TASK PROMPT: Go through the material below and count the lines in which the word "usable" occurs; the only output is the number.

MATERIAL PROVIDED:
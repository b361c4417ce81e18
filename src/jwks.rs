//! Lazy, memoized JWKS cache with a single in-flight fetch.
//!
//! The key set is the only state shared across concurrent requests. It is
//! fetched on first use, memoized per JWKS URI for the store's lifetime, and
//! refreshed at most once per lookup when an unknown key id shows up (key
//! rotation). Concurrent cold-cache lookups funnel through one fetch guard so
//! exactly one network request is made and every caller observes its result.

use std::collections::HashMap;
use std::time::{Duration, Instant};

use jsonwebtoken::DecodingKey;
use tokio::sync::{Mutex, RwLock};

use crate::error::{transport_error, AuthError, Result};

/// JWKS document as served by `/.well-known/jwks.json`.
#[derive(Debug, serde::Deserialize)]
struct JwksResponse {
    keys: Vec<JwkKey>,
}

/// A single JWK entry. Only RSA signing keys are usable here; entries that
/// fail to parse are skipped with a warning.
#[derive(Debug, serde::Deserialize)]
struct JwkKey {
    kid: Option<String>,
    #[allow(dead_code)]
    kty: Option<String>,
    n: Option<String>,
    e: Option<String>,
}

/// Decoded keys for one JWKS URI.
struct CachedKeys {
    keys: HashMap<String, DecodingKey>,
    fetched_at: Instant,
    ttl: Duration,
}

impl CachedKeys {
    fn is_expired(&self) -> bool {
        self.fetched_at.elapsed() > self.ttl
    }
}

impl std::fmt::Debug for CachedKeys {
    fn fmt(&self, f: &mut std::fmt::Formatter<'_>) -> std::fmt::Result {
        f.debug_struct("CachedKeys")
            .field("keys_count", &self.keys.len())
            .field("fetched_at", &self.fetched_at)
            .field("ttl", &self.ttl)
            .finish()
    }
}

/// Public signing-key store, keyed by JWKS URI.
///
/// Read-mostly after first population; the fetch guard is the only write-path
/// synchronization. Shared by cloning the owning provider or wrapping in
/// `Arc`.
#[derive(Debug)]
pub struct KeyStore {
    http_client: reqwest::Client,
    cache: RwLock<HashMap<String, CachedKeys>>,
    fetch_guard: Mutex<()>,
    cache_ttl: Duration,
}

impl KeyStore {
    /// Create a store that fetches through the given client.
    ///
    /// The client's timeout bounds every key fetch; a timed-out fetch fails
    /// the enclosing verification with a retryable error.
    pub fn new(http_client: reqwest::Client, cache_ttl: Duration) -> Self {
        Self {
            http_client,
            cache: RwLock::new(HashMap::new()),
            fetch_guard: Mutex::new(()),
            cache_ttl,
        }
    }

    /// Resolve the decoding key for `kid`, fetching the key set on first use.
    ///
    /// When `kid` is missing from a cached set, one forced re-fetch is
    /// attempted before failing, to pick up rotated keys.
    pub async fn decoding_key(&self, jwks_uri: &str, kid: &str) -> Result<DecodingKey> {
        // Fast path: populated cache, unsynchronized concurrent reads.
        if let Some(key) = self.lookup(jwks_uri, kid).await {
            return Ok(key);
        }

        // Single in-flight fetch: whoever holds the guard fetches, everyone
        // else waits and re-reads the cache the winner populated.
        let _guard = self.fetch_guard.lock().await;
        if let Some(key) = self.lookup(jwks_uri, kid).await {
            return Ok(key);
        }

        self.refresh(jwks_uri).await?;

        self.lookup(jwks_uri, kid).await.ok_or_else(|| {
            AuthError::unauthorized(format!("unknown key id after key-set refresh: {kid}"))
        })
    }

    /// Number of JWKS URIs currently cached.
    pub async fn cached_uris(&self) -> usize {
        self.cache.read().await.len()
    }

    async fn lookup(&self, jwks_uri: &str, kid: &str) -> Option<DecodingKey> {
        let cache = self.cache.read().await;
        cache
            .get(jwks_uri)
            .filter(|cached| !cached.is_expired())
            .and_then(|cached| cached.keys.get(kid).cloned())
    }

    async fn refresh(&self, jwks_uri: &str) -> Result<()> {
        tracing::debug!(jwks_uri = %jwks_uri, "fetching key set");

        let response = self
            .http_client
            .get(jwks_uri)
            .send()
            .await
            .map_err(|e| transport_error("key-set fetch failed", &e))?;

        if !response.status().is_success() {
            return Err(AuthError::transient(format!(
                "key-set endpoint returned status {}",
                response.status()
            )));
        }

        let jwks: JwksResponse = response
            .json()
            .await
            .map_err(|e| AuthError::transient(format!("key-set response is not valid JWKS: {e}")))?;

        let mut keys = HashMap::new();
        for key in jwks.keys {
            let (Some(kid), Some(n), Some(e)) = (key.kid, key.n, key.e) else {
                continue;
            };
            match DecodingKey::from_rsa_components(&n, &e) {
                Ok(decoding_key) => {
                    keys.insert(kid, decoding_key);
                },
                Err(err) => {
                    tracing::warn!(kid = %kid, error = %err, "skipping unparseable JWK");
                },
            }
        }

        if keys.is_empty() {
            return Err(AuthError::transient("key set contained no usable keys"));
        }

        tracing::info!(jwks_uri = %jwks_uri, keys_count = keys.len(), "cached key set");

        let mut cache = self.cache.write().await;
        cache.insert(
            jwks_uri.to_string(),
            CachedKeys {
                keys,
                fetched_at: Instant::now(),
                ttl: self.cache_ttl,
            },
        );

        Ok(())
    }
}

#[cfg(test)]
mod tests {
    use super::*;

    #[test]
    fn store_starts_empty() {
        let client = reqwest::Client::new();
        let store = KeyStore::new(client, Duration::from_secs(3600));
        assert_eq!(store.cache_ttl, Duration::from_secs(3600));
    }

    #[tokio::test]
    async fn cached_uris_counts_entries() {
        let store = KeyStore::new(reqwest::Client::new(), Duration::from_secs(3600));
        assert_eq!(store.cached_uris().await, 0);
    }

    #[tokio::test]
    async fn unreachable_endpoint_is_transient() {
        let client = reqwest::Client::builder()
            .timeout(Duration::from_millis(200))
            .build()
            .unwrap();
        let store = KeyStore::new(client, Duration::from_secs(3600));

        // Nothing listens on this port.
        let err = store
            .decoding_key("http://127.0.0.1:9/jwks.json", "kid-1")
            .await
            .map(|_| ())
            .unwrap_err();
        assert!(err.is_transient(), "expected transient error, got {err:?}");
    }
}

ANSWER: 2